⟨

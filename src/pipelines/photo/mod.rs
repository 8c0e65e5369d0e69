// SPDX-License-Identifier: GPL-3.0-only

//! Async photo capture pipeline
//!
//! ```text
//! Session Controller → begin (claim slot) → PhotoJob::run → finish (release slot)
//!                                                 ↓
//!                                   CapturedMedia handoff → review screen
//! ```
//!
//! Every error is caught at this boundary, logged, and handed back to the
//! controller as a value. A failed capture never ends the session.

pub mod capture;

pub use capture::{CAPTURE_TIMEOUT, CapturePipeline, CaptureState, PhotoJob};

use serde::{Deserialize, Serialize};

/// Kind of media handed to the review screen
#[derive(Debug, Clone, Copy, PartialEq, Eq, Serialize, Deserialize)]
#[serde(rename_all = "lowercase")]
pub enum MediaKind {
    Photo,
}

impl MediaKind {
    pub fn as_str(self) -> &'static str {
        match self {
            MediaKind::Photo => "photo",
        }
    }
}

/// Handoff payload produced by a successful capture
///
/// Owned by the review screen once handed off.
#[derive(Debug, Clone, PartialEq, Eq, Serialize, Deserialize)]
pub struct CapturedMedia {
    pub path: String,
    #[serde(rename = "type")]
    pub kind: MediaKind,
}
// SPDX-License-Identifier: GPL-3.0-only

//! Control panel state machine
//!
//! At most one adjustment panel replaces the primary button row at a time.
//! The two "show" affordances only exist while no panel is open, so only
//! the transitions below are reachable:
//!
//! ```text
//!            show_zoom              show_exposure
//!  ZoomPanel ◄────────── None ──────────────► ExposurePanel
//!            ──────────►      ◄──────────────
//!            close_zoom              close_exposure
//! ```

use tracing::debug;

/// Which overlay panel is visible
#[derive(Debug, Clone, Copy, PartialEq, Eq, Default)]
pub enum PanelVisibility {
    /// Primary button row is shown
    #[default]
    None,
    /// Zoom buttons on the left arc
    ZoomPanel,
    /// Exposure buttons on the right arc
    ExposurePanel,
}

/// User actions that drive panel visibility
#[derive(Debug, Clone, Copy, PartialEq, Eq)]
pub enum PanelAction {
    ShowZoom,
    CloseZoom,
    ShowExposure,
    CloseExposure,
}

impl PanelVisibility {
    /// Apply an action and return the resulting state
    ///
    /// Actions whose affordance is not rendered in the current state leave
    /// the state unchanged.
    pub fn apply(self, action: PanelAction) -> Self {
        let next = match (self, action) {
            (PanelVisibility::None, PanelAction::ShowZoom) => PanelVisibility::ZoomPanel,
            (PanelVisibility::None, PanelAction::ShowExposure) => PanelVisibility::ExposurePanel,
            (PanelVisibility::ZoomPanel, PanelAction::CloseZoom) => PanelVisibility::None,
            (PanelVisibility::ExposurePanel, PanelAction::CloseExposure) => PanelVisibility::None,
            (state, _) => {
                debug!(?state, ?action, "Panel action not available, ignoring");
                state
            }
        };
        if next != self {
            debug!(from = ?self, to = ?next, "Panel visibility changed");
        }
        next
    }
}

/// Label of a zoom button, e.g. `2x`
pub fn zoom_label(zoom: f64) -> String {
    format!("{}x", zoom)
}

/// Label of an exposure button; positive values carry a `+`
pub fn exposure_label(exposure: f64) -> String {
    if exposure > 0.0 {
        format!("+{}", exposure)
    } else {
        format!("{}", exposure)
    }
}
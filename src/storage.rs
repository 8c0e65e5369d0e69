// SPDX-License-Identifier: GPL-3.0-only

//! Gallery storage used by the review screen
//!
//! The capture session never touches the gallery. The review screen hands a
//! captured path to a [`MediaLibrary`], which persists it.

use crate::errors::{AppError, AppResult};
use futures::future::BoxFuture;
use std::path::{Path, PathBuf};
use tracing::{debug, info};

/// Persists captured media into the system gallery
pub trait MediaLibrary: Send + Sync {
    /// Save the file at `path` and return its location in the gallery
    fn save_to_library<'a>(&'a self, path: &'a Path) -> BoxFuture<'a, AppResult<PathBuf>>;
}

/// Gallery backed by a plain directory
#[derive(Debug, Clone)]
pub struct GalleryDirectory {
    root: PathBuf,
}

impl GalleryDirectory {
    pub fn new(root: PathBuf) -> Self {
        Self { root }
    }

    pub fn root(&self) -> &Path {
        &self.root
    }
}

impl MediaLibrary for GalleryDirectory {
    fn save_to_library<'a>(&'a self, path: &'a Path) -> BoxFuture<'a, AppResult<PathBuf>> {
        Box::pin(async move {
            let file_name = path
                .file_name()
                .ok_or_else(|| AppError::Storage(format!("not a file: {}", path.display())))?;

            tokio::fs::create_dir_all(&self.root).await?;
            let target = self.root.join(file_name);
            tokio::fs::copy(path, &target).await?;

            info!(path = %target.display(), "Saved to gallery");
            Ok(target)
        })
    }
}

/// Delete a capture the user discarded on the review screen
pub async fn discard_capture(path: &Path) -> AppResult<()> {
    match tokio::fs::remove_file(path).await {
        Ok(()) => {
            debug!(path = %path.display(), "Capture discarded");
            Ok(())
        }
        // Already gone is as good as deleted
        Err(e) if e.kind() == std::io::ErrorKind::NotFound => Ok(()),
        Err(e) => Err(e.into()),
    }
}

/// Most recently modified JPEG or PNG in `dir`
pub async fn latest_photo(dir: PathBuf) -> Option<PathBuf> {
    tokio::task::spawn_blocking(move || {
        let entries = std::fs::read_dir(&dir).ok()?;
        entries
            .flatten()
            .filter(|entry| {
                entry.path().extension().is_some_and(|ext| {
                    let ext = ext.to_string_lossy();
                    ext.eq_ignore_ascii_case("jpg") || ext.eq_ignore_ascii_case("png")
                })
            })
            .filter_map(|entry| {
                let modified = entry.metadata().ok()?.modified().ok()?;
                Some((modified, entry.path()))
            })
            .max_by_key(|(modified, _)| *modified)
            .map(|(_, path)| path)
    })
    .await
    .ok()
    .flatten()
}

#[cfg(test)]
mod tests {
    use super::*;

    fn scratch_dir(name: &str) -> PathBuf {
        let dir = std::env::temp_dir().join(format!("obscura-storage-{}-{}", name, std::process::id()));
        let _ = std::fs::remove_dir_all(&dir);
        std::fs::create_dir_all(&dir).unwrap();
        dir
    }

    #[tokio::test]
    async fn test_save_copies_into_gallery() {
        let dir = scratch_dir("save");
        let source = dir.join("IMG_1.jpg");
        std::fs::write(&source, b"jpeg").unwrap();

        let gallery = GalleryDirectory::new(dir.join("gallery"));
        let saved = gallery.save_to_library(&source).await.unwrap();

        assert_eq!(saved, dir.join("gallery").join("IMG_1.jpg"));
        assert_eq!(std::fs::read(&saved).unwrap(), b"jpeg");
        assert_eq!(latest_photo(dir.join("gallery")).await, Some(saved));

        let _ = std::fs::remove_dir_all(&dir);
    }

    #[tokio::test]
    async fn test_discard_is_idempotent() {
        let dir = scratch_dir("discard");
        let source = dir.join("IMG_2.jpg");
        std::fs::write(&source, b"jpeg").unwrap();

        discard_capture(&source).await.unwrap();
        assert!(!source.exists());
        discard_capture(&source).await.unwrap();

        let _ = std::fs::remove_dir_all(&dir);
    }

    #[tokio::test]
    async fn test_latest_photo_in_missing_dir() {
        assert_eq!(latest_photo(PathBuf::from("/nonexistent/obscura")).await, None);
    }
}
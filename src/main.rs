// SPDX-License-Identifier: GPL-3.0-only

use clap::{Parser, Subcommand, ValueEnum};
use obscura::Config;
use obscura::backends::camera::CameraFacing;
use std::path::PathBuf;

mod cli;

#[derive(Parser)]
#[command(name = "obscura")]
#[command(about = "Camera capture session with a terminal front-end")]
#[command(version = env!("GIT_VERSION"))]
#[command(subcommand_required = false)]
struct Cli {
    /// Read configuration from this file instead of the default location
    #[arg(long, global = true)]
    config: Option<PathBuf>,

    #[command(subcommand)]
    command: Option<Commands>,
}

/// Which panel's radial layout to print
#[derive(Clone, Copy, ValueEnum)]
enum PanelArg {
    Zoom,
    Exposure,
}

#[derive(Subcommand)]
enum Commands {
    /// Run the interactive capture session in the terminal (default)
    Terminal,

    /// List available cameras
    List,

    /// Take a photo
    Photo {
        /// Camera to use: back or front
        #[arg(short, long, default_value = "back")]
        facing: CameraFacing,

        /// Zoom factor (1-128, -1 for the device neutral zoom)
        #[arg(short, long, allow_hyphen_values = true)]
        zoom: Option<f64>,

        /// Exposure value from the platform option set
        #[arg(short, long, allow_hyphen_values = true)]
        exposure: Option<f64>,

        /// Fire the flash
        #[arg(long)]
        flash: bool,

        /// Turn the torch on before capturing
        #[arg(long)]
        torch: bool,

        /// Copy the photo to this path
        #[arg(short, long)]
        output: Option<PathBuf>,
    },

    /// Print the radial button layout of a panel as JSON
    Layout {
        #[arg(short, long, value_enum, default_value = "zoom")]
        panel: PanelArg,

        /// Window width (defaults to the configured window)
        #[arg(long)]
        width: Option<f64>,

        /// Window height (defaults to the configured window)
        #[arg(long)]
        height: Option<f64>,
    },
}

fn main() -> Result<(), Box<dyn std::error::Error>> {
    let cli = Cli::parse();

    let config = match &cli.config {
        Some(path) => Config::load_from(path)?,
        None => Config::load()?,
    };

    // The terminal UI owns stdout, so it logs to a file instead
    if matches!(cli.command, None | Some(Commands::Terminal)) {
        return obscura::terminal::run(config);
    }

    // Set RUST_LOG to control the log level, e.g. RUST_LOG=obscura=debug
    tracing_subscriber::fmt()
        .with_env_filter(
            tracing_subscriber::EnvFilter::try_from_default_env()
                .unwrap_or_else(|_| tracing_subscriber::EnvFilter::new("warn")),
        )
        .with_target(true)
        .with_level(true)
        .init();

    match cli.command {
        Some(Commands::List) => cli::list_cameras(&config),
        Some(Commands::Photo {
            facing,
            zoom,
            exposure,
            flash,
            torch,
            output,
        }) => cli::take_photo(
            &config,
            cli::PhotoRequest {
                facing,
                zoom,
                exposure,
                flash,
                torch,
                output,
            },
        ),
        Some(Commands::Layout {
            panel,
            width,
            height,
        }) => {
            let side = match panel {
                PanelArg::Zoom => obscura::app::ArcSide::Left,
                PanelArg::Exposure => obscura::app::ArcSide::Right,
            };
            cli::print_layout(&config, side, width, height)
        }
        None | Some(Commands::Terminal) => Ok(()),
    }
}
// SPDX-License-Identifier: GPL-3.0-only

//! Software camera backend
//!
//! Exposes a back and a front camera that render a synthetic test pattern.
//! The pattern reacts to the bound preview settings (zoom crops towards the
//! centre, exposure and torch change brightness) so the whole session can be
//! driven without camera hardware. Captures are encoded as JPEG files.

use super::types::{
    BackendError, BackendResult, CameraDevice, CameraFacing, CameraFormat, PhotoFile,
    PhotoOptions, PreviewSettings, TorchMode,
};
use super::{CameraBackend, CameraHandle};
use futures::future::BoxFuture;
use image::{Rgb, RgbImage};
use std::path::PathBuf;
use std::sync::{Arc, Mutex};
use tracing::{debug, info};

/// Colour bars drawn across the upper part of the pattern
const BARS: [[u8; 3]; 7] = [
    [192, 192, 192],
    [192, 192, 0],
    [0, 192, 192],
    [0, 192, 0],
    [192, 0, 192],
    [192, 0, 0],
    [0, 0, 192],
];

/// Extra luma added while the torch is on
const TORCH_BOOST: f32 = 40.0;
/// Extra luma added to a photo taken with flash
const FLASH_BOOST: f32 = 60.0;

/// Backend serving the two synthetic cameras
pub struct VirtualCameraBackend {
    devices: Vec<CameraDevice>,
    capture_dir: PathBuf,
}

impl VirtualCameraBackend {
    /// Create the backend with the default back and front devices
    pub fn new(capture_dir: PathBuf) -> Self {
        Self::with_devices(Self::default_devices(), capture_dir)
    }

    pub fn with_devices(devices: Vec<CameraDevice>, capture_dir: PathBuf) -> Self {
        Self {
            devices,
            capture_dir,
        }
    }

    pub fn default_devices() -> Vec<CameraDevice> {
        vec![
            CameraDevice {
                id: "virtual:0".into(),
                name: "Virtual Back Camera".into(),
                facing: CameraFacing::Back,
                neutral_zoom: 1.0,
                formats: vec![
                    CameraFormat {
                        max_fps: 60.0,
                        photo_width: 1920,
                        photo_height: 1440,
                    },
                    CameraFormat {
                        max_fps: 30.0,
                        photo_width: 1280,
                        photo_height: 960,
                    },
                ],
            },
            CameraDevice {
                id: "virtual:1".into(),
                name: "Virtual Front Camera".into(),
                facing: CameraFacing::Front,
                neutral_zoom: 1.0,
                formats: vec![CameraFormat {
                    max_fps: 30.0,
                    photo_width: 1280,
                    photo_height: 960,
                }],
            },
        ]
    }
}

impl CameraBackend for VirtualCameraBackend {
    fn enumerate_cameras(&self) -> Vec<CameraDevice> {
        self.devices.clone()
    }

    fn open(&self, device: &CameraDevice) -> BackendResult<Arc<dyn CameraHandle>> {
        if !self.devices.iter().any(|d| d.id == device.id) {
            return Err(BackendError::DeviceNotFound(device.id.clone()));
        }
        info!(device = %device.name, "Opening virtual camera");
        Ok(Arc::new(VirtualCamera {
            device: device.clone(),
            preview: Mutex::new(PreviewSettings {
                zoom: device.neutral_zoom,
                exposure: 0.0,
                torch: TorchMode::Off,
            }),
            capture_dir: self.capture_dir.clone(),
        }))
    }
}

/// An opened synthetic camera
struct VirtualCamera {
    device: CameraDevice,
    preview: Mutex<PreviewSettings>,
    capture_dir: PathBuf,
}

impl VirtualCamera {
    fn current_settings(&self) -> BackendResult<PreviewSettings> {
        self.preview
            .lock()
            .map(|settings| *settings)
            .map_err(|_| BackendError::DeviceUnavailable(self.device.id.clone()))
    }
}

impl CameraHandle for VirtualCamera {
    fn device(&self) -> &CameraDevice {
        &self.device
    }

    fn bind_preview(&self, settings: PreviewSettings) -> BackendResult<()> {
        let mut preview = self
            .preview
            .lock()
            .map_err(|_| BackendError::DeviceUnavailable(self.device.id.clone()))?;
        *preview = settings;
        debug!(
            zoom = settings.zoom,
            exposure = settings.exposure,
            torch = ?settings.torch,
            "Preview bound"
        );
        Ok(())
    }

    fn take_photo(&self, options: PhotoOptions) -> BoxFuture<'_, BackendResult<PhotoFile>> {
        Box::pin(async move {
            let settings = self.current_settings()?;
            let (width, height) = self
                .device
                .formats
                .first()
                .map(|f| (f.photo_width, f.photo_height))
                .unwrap_or((640, 480));
            let facing = self.device.facing;
            let dir = self.capture_dir.clone();

            if options.enable_shutter_sound {
                debug!("Virtual camera has no shutter sound");
            }

            tokio::task::spawn_blocking(move || -> BackendResult<PhotoFile> {
                std::fs::create_dir_all(&dir)?;
                let frame = render_pattern(width, height, &settings, facing, options.flash.is_on());

                let timestamp = chrono::Local::now().format("%Y%m%d_%H%M%S_%3f");
                let path = dir.join(format!("IMG_{}.jpg", timestamp));
                frame.save_with_format(&path, image::ImageFormat::Jpeg)?;

                info!(path = %path.display(), width, height, "Virtual photo written");
                Ok(PhotoFile {
                    path,
                    width,
                    height,
                })
            })
            .await
            .map_err(|e| BackendError::Other(format!("capture task failed: {}", e)))?
        })
    }

    fn preview_frame(&self, width: u32, height: u32) -> Option<RgbImage> {
        let settings = self.current_settings().ok()?;
        if width == 0 || height == 0 {
            return None;
        }
        Some(render_pattern(
            width,
            height,
            &settings,
            self.device.facing,
            false,
        ))
    }
}

/// Render the test pattern as seen through the given settings
pub fn render_pattern(
    width: u32,
    height: u32,
    settings: &PreviewSettings,
    facing: CameraFacing,
    flash: bool,
) -> RgbImage {
    let zoom = if settings.zoom.is_finite() && settings.zoom > 0.0 {
        settings.zoom
    } else {
        1.0
    };
    let gain = (1.0 + settings.exposure / 12.0).clamp(0.1, 2.0) as f32;
    let mut boost = 0.0;
    if settings.torch == TorchMode::On {
        boost += TORCH_BOOST;
    }
    if flash {
        boost += FLASH_BOOST;
    }

    RgbImage::from_fn(width, height, |x, y| {
        // Normalised coordinates, zoomed around the centre
        let mut u = x as f64 / width.max(1) as f64;
        let v = y as f64 / height.max(1) as f64;
        if facing == CameraFacing::Front {
            u = 1.0 - u;
        }
        let u = 0.5 + (u - 0.5) / zoom;
        let v = 0.5 + (v - 0.5) / zoom;

        let base = pattern_at(u, v);
        Rgb(base.map(|c| (c as f32 * gain + boost).clamp(0.0, 255.0) as u8))
    })
}

fn pattern_at(u: f64, v: f64) -> [u8; 3] {
    // Target rings around the centre make zoom changes obvious
    let du = u - 0.5;
    let dv = v - 0.5;
    let dist = (du * du + dv * dv).sqrt();
    if dist < 0.2 && ((dist * 40.0) as u32) % 2 == 0 {
        return [240, 240, 240];
    }

    if v < 0.66 {
        let index = ((u.clamp(0.0, 0.9999)) * BARS.len() as f64) as usize;
        BARS[index]
    } else {
        let level = (u.clamp(0.0, 1.0) * 255.0) as u8;
        [level, level, level]
    }
}

#[cfg(test)]
mod tests {
    use super::*;
    use crate::backends::camera::types::FlashMode;

    fn settings(zoom: f64, exposure: f64, torch: TorchMode) -> PreviewSettings {
        PreviewSettings {
            zoom,
            exposure,
            torch,
        }
    }

    fn mean_luma(image: &RgbImage) -> f64 {
        let total: u64 = image.pixels().map(|p| p.0.iter().map(|&c| c as u64).sum::<u64>()).sum();
        total as f64 / (image.width() * image.height() * 3) as f64
    }

    #[test]
    fn test_torch_brightens_pattern() {
        let dark = render_pattern(64, 48, &settings(1.0, 0.0, TorchMode::Off), CameraFacing::Back, false);
        let lit = render_pattern(64, 48, &settings(1.0, 0.0, TorchMode::On), CameraFacing::Back, false);
        assert!(mean_luma(&lit) > mean_luma(&dark));
    }

    #[test]
    fn test_exposure_changes_brightness() {
        let low = render_pattern(64, 48, &settings(1.0, -2.0, TorchMode::Off), CameraFacing::Back, false);
        let high = render_pattern(64, 48, &settings(1.0, 2.0, TorchMode::Off), CameraFacing::Back, false);
        assert!(mean_luma(&high) > mean_luma(&low));
    }

    #[test]
    fn test_open_unknown_device_fails() {
        let backend = VirtualCameraBackend::new(std::env::temp_dir());
        let mut device = VirtualCameraBackend::default_devices().remove(0);
        device.id = "missing".into();
        assert!(matches!(
            backend.open(&device),
            Err(BackendError::DeviceNotFound(_))
        ));
    }

    #[tokio::test]
    async fn test_take_photo_writes_jpeg() {
        let dir = std::env::temp_dir().join(format!("obscura-virtual-{}", std::process::id()));
        let backend = VirtualCameraBackend::new(dir.clone());
        let device = backend.enumerate_cameras().remove(1);
        let handle = backend.open(&device).unwrap();

        let photo = handle
            .take_photo(PhotoOptions {
                flash: FlashMode::On,
                enable_shutter_sound: false,
            })
            .await
            .unwrap();

        assert!(photo.path.starts_with(&dir));
        assert_eq!((photo.width, photo.height), (1280, 960));
        let decoded = image::open(&photo.path).unwrap();
        assert_eq!(decoded.width(), 1280);

        let _ = std::fs::remove_dir_all(&dir);
    }
}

⟩

Prompt
Scan the entries above for the string "instead", and copy every line where it turns up.

Exercise answer
    /// Read configuration from this file instead of the default location
    // The terminal UI owns stdout, so it logs to a file instead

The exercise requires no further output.